Background Dye and pharmaceutical pollution in water bodies poses a serious worldwide challenge, endangering both aquatic ecosystems and human health because of their durability, harmful effects, and potential to cause cancer, making urgent intervention. Methods In this study, plasmonic TiO_2-X/Bi₁₉Br₃S₂₇/Bi photocatalysts were successfully formulated through a two-step hydrothermal method using sodium borohydride as a reducing agent. The synthesized photocatalyst exhibited greatly improved photocatalytic performance in the degradation of various pollutants, including azithromycin (AZM), tetracycline hydrochloride (TCH), and cephalexin (CPN), and three dyes, including methyl orange (MO), methylene blue (MB), and rhodamine B (RhB). Key improvements are superior redox efficiency resulting from the highly negative conduction potential of Bi₁₉Br₃S₂₇, improved visible-light response induced by bismuth nanoparticles and defects formed in TiO₂ (abbreviated as TiO_2-x), efficient separation rate and photoinduced charge carrier transport, creation of active sites and species, development of S-scheme mechanism between the photocatalyst counterparts, and quantum size of the synthesized photocatalysts. Significant findings The impact of Bi₁₉Br₃S₂₇ nanoparticles (5, 10, and 20 wt%) on the performance of TiO_2-X was investigated to determine the optimal photocatalyst composition. The highest photocatalytic degradation of TCH was achieved by the TiO_2-X/Bi₁₉Br₃S₂₇ (10 %) nanocomposite (98 % in 180 min). The optimized TiO_2-X/Bi₁₉Br₃S₂₇/Bi-2 nanocomposite achieved a TCH degradation rate of 99.7 % within 60 min with a reaction rate constant of 1002 × 10^‒4 min^‒1, which was 4.81 times of TiO_2-X/Bi₁₉Br₃S₂₇ (10 %), 16.6 folds of Bi₁₉Br₃S₂₇, 14.6 times of TiO_2, and 4.41 as high as TiO_2-x under the identical conditions.
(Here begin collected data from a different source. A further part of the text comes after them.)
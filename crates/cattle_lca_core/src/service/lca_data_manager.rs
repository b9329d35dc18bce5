//! Single entry point the emissions calculator reads resources through.
//!
//! # Responsibility
//! - Own one `Loader` and the cohort parameter table derived from it.
//! - Expose the named getters the calculator depends on.
//!
//! # Invariants
//! - Every getter is a pure function of the data read at construction.
//! - Failures from wrappers are returned unchanged.
//!
//! # See also
//! - `service::cohort_table` for the cohort parameter mapping.
//! - `service::practices` for grazing, storage and spreading names.

use super::cohort_table::{self, CohortParameter, CohortTable};
use super::loader::Loader;
use super::practices::{GrazingType, SpreadingType, StorageType};
use crate::db::{CountryCode, DbResult};
use crate::model::cohort::{Cohort, Gender};
use crate::model::upstream::{
    AMMONIUM_NITRATE_FERTILISER, DIESEL_DIRECT, DIESEL_INDIRECT, ELECTRICITY_CONSUMED, LIME,
    POTASSIUM_CHLORIDE, TRIPLE_SUPERPHOSPHATE, UREA_FERTILISER,
};
use crate::model::LookupResult;
use rusqlite::Connection;
use std::path::Path;

/// Milk density, kg per litre.
pub const MILK_DENSITY: f64 = 1.033;
/// Reference milk fat content, percent.
pub const MILK_FAT: f64 = 3.5;

/// Country-bound, read-only view of every resource the calculator needs.
///
/// `Send + Sync`: share one instance across calculator threads freely.
#[derive(Debug, Clone, PartialEq)]
pub struct LcaDataManager {
    loader: Loader,
    cohorts: CohortTable,
}

impl LcaDataManager {
    /// Builds a manager over the configured resource store.
    ///
    /// # Errors
    /// - Any `Loader::new` failure.
    pub fn new(country: impl Into<CountryCode>) -> DbResult<Self> {
        Ok(Self::from_loader(Loader::new(country)?))
    }

    pub fn open(path: impl AsRef<Path>, country: impl Into<CountryCode>) -> DbResult<Self> {
        Ok(Self::from_loader(Loader::open(path, country)?))
    }

    pub fn from_connection(conn: Connection, country: impl Into<CountryCode>) -> DbResult<Self> {
        Ok(Self::from_loader(Loader::from_connection(conn, country)?))
    }

    pub fn from_loader(loader: Loader) -> Self {
        let cohorts = CohortTable::build(loader.animal_features(), loader.emissions_factors());
        Self { loader, cohorts }
    }

    pub fn loader(&self) -> &Loader {
        &self.loader
    }

    pub fn country(&self) -> &CountryCode {
        self.loader.country()
    }

    pub fn mature_weight_average(&self) -> LookupResult<f64> {
        cohort_table::mature_weight_average(self.loader.animal_features())
    }

    pub fn cohort_keys(&self) -> Vec<Cohort> {
        self.cohorts.cohorts().collect()
    }

    pub fn cohort_gender(&self, cohort: &str) -> LookupResult<Gender> {
        Ok(cohort.parse::<Cohort>()?.gender())
    }

    /// Value of `parameter` for `cohort`, both given by name.
    ///
    /// # Errors
    /// - `UnknownCohort` when `cohort` is not a recognized cohort.
    /// - `UnknownParameter` when `parameter` is not a cohort parameter.
    /// - `MissingValue` when the country has no value, or the parameter does
    ///   not apply to the cohort.
    pub fn get_cohort_parameter(&self, cohort: &str, parameter: &str) -> LookupResult<f64> {
        let cohort = cohort.parse::<Cohort>()?;
        let parameter = parameter.parse::<CohortParameter>()?;
        self.cohort_parameter(cohort, parameter)
    }

    pub fn cohort_parameter(
        &self,
        cohort: Cohort,
        parameter: CohortParameter,
    ) -> LookupResult<f64> {
        self.cohorts.get(cohort, parameter)
    }

    /// Maintenance activity coefficient for a grazing situation.
    pub fn get_grazing_type(&self, grazing_type: &str) -> LookupResult<f64> {
        let grazing = grazing_type.parse::<GrazingType>()?;
        self.factor(grazing.feeding_situation_column())
    }

    pub fn get_storage_tan(&self, storage_type: &str) -> LookupResult<f64> {
        let storage = storage_type.parse::<StorageType>()?;
        self.factor(storage.tan_column())
    }

    pub fn get_storage_mcf(&self, storage_type: &str) -> LookupResult<f64> {
        let storage = storage_type.parse::<StorageType>()?;
        self.factor(storage.mcf_column())
    }

    pub fn get_storage_n2o(&self, storage_type: &str) -> LookupResult<f64> {
        let storage = storage_type.parse::<StorageType>()?;
        self.factor(storage.n2o_column())
    }

    pub fn get_daily_spreading(&self, spreading_type: &str) -> LookupResult<f64> {
        let spreading = spreading_type.parse::<SpreadingType>()?;
        self.factor(spreading.nh3_column())
    }

    pub fn get_milk_density(&self) -> f64 {
        MILK_DENSITY
    }

    pub fn get_fat(&self) -> f64 {
        MILK_FAT
    }

    pub fn get_concentrate_digestibility(&self, con_type: &str) -> LookupResult<f64> {
        self.loader.concentrates().con_dry_matter_digestibility(con_type)
    }

    pub fn get_con_dry_matter_gross_energy(&self, con_type: &str) -> LookupResult<f64> {
        self.loader.concentrates().gross_energy_mje_dry_matter(con_type)
    }

    pub fn get_concentrate_crude_protein(&self, con_type: &str) -> LookupResult<f64> {
        self.loader.concentrates().con_crude_protein(con_type)
    }

    pub fn get_concentrate_digestible_energy(&self, con_type: &str) -> LookupResult<f64> {
        self.loader.concentrates().con_digestible_energy(con_type)
    }

    pub fn get_upstream_concentrate_co2e(&self, con_type: &str) -> LookupResult<f64> {
        self.loader.concentrates().con_co2_e(con_type)
    }

    pub fn get_upstream_concentrate_po4e(&self, con_type: &str) -> LookupResult<f64> {
        self.loader.concentrates().con_po4_e(con_type)
    }

    pub fn get_forage_digestibility(&self, forage: &str) -> LookupResult<f64> {
        self.loader.grass().forage_dry_matter_digestibility(forage)
    }

    pub fn get_grass_dry_matter_gross_energy(&self, forage: &str) -> LookupResult<f64> {
        self.loader.grass().gross_energy_mje_dry_matter(forage)
    }

    pub fn get_grass_crude_protein(&self, forage: &str) -> LookupResult<f64> {
        self.loader.grass().crude_protein(forage)
    }

    pub fn get_ef_urea(&self) -> LookupResult<f64> {
        self.loader.emissions_factors().ef_urea()
    }

    /// Urea applied with the NBPT urease inhibitor.
    pub fn get_ef_urea_abated(&self) -> LookupResult<f64> {
        self.loader.emissions_factors().ef_urea_and_nbpt()
    }

    pub fn get_ef_urea_to_nh3_and_nox(&self) -> LookupResult<f64> {
        self.loader
            .emissions_factors()
            .ef_frac_gasf_urea_fertilisers_to_nh3_and_nox()
    }

    pub fn get_ef_urea_abated_to_nh3_and_nox(&self) -> LookupResult<f64> {
        self.loader
            .emissions_factors()
            .ef_frac_gasf_urea_and_nbpt_to_nh3_and_nox()
    }

    pub fn get_ef_fraction_leach_runoff(&self) -> LookupResult<f64> {
        self.loader.emissions_factors().ef_frac_leach_runoff()
    }

    pub fn get_indirect_atmospheric_deposition(&self) -> LookupResult<f64> {
        self.loader
            .emissions_factors()
            .ef_indirect_n2o_atmospheric_deposition_to_soils_and_water()
    }

    pub fn get_indirect_leaching(&self) -> LookupResult<f64> {
        self.loader
            .emissions_factors()
            .ef_indirect_n2o_from_leaching_and_runoff()
    }

    pub fn get_ef_urea_co2(&self) -> LookupResult<f64> {
        self.loader.emissions_factors().ef_urea_co2()
    }

    pub fn get_ef_lime_co2(&self) -> LookupResult<f64> {
        self.loader.emissions_factors().ef_lime_co2()
    }

    pub fn get_frac_p_leach(&self) -> LookupResult<f64> {
        self.loader.emissions_factors().ef_frac_p_leach()
    }

    pub fn get_ef_an_fertiliser(&self) -> LookupResult<f64> {
        self.loader.emissions_factors().ef_ammonium_nitrate()
    }

    pub fn get_ef_an_fertiliser_to_nh3_and_nox(&self) -> LookupResult<f64> {
        self.loader
            .emissions_factors()
            .ef_frac_gasf_ammonium_fertilisers_to_nh3_and_nox()
    }

    pub fn get_upstream_diesel_co2e_indirect(&self) -> LookupResult<f64> {
        self.upstream_co2e(DIESEL_INDIRECT)
    }

    pub fn get_upstream_diesel_co2e_direct(&self) -> LookupResult<f64> {
        self.upstream_co2e(DIESEL_DIRECT)
    }

    pub fn get_upstream_diesel_po4e_indirect(&self) -> LookupResult<f64> {
        self.upstream_po4e(DIESEL_INDIRECT)
    }

    pub fn get_upstream_diesel_po4e_direct(&self) -> LookupResult<f64> {
        self.upstream_po4e(DIESEL_DIRECT)
    }

    pub fn get_upstream_electricity_co2e(&self) -> LookupResult<f64> {
        self.upstream_co2e(ELECTRICITY_CONSUMED)
    }

    pub fn get_upstream_electricity_po4e(&self) -> LookupResult<f64> {
        self.upstream_po4e(ELECTRICITY_CONSUMED)
    }

    pub fn get_upstream_an_fertiliser_co2e(&self) -> LookupResult<f64> {
        self.upstream_co2e(AMMONIUM_NITRATE_FERTILISER)
    }

    pub fn get_upstream_an_fertiliser_po4e(&self) -> LookupResult<f64> {
        self.upstream_po4e(AMMONIUM_NITRATE_FERTILISER)
    }

    pub fn get_upstream_urea_fertiliser_co2e(&self) -> LookupResult<f64> {
        self.upstream_co2e(UREA_FERTILISER)
    }

    pub fn get_upstream_urea_fertiliser_po4e(&self) -> LookupResult<f64> {
        self.upstream_po4e(UREA_FERTILISER)
    }

    pub fn get_upstream_triple_phosphate_co2e(&self) -> LookupResult<f64> {
        self.upstream_co2e(TRIPLE_SUPERPHOSPHATE)
    }

    pub fn get_upstream_triple_phosphate_po4e(&self) -> LookupResult<f64> {
        self.upstream_po4e(TRIPLE_SUPERPHOSPHATE)
    }

    pub fn get_upstream_potassium_chloride_co2e(&self) -> LookupResult<f64> {
        self.upstream_co2e(POTASSIUM_CHLORIDE)
    }

    pub fn get_upstream_potassium_chloride_po4e(&self) -> LookupResult<f64> {
        self.upstream_po4e(POTASSIUM_CHLORIDE)
    }

    pub fn get_upstream_lime_co2e(&self) -> LookupResult<f64> {
        self.upstream_co2e(LIME)
    }

    pub fn get_upstream_lime_po4e(&self) -> LookupResult<f64> {
        self.upstream_po4e(LIME)
    }

    fn factor(&self, column: &str) -> LookupResult<f64> {
        self.loader.emissions_factors().get(column)
    }

    fn upstream_co2e(&self, upstream_type: &str) -> LookupResult<f64> {
        self.loader.upstream().upstream_kg_co2e(upstream_type)
    }

    fn upstream_po4e(&self, upstream_type: &str) -> LookupResult<f64> {
        self.loader.upstream().upstream_kg_po4e(upstream_type)
    }
}

#[cfg(test)]
mod tests {
    use super::LcaDataManager;

    fn assert_send_sync<T: Send + Sync>() {}

    #[test]
    fn manager_is_shareable_across_threads() {
        assert_send_sync::<LcaDataManager>();
    }
}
The TiO_2-X/Bi₁₉Br₃S₂₇/Bi-2 nanocomposite exhibited stability across four reuse cycles, while its compatibility with biological systems was shown by successful lentil seed growth in the treated solution. This work introduces an innovative nanocomposite designed for the degradation of dyes and the elimination of antibiotics with usability in plant irrigation applications.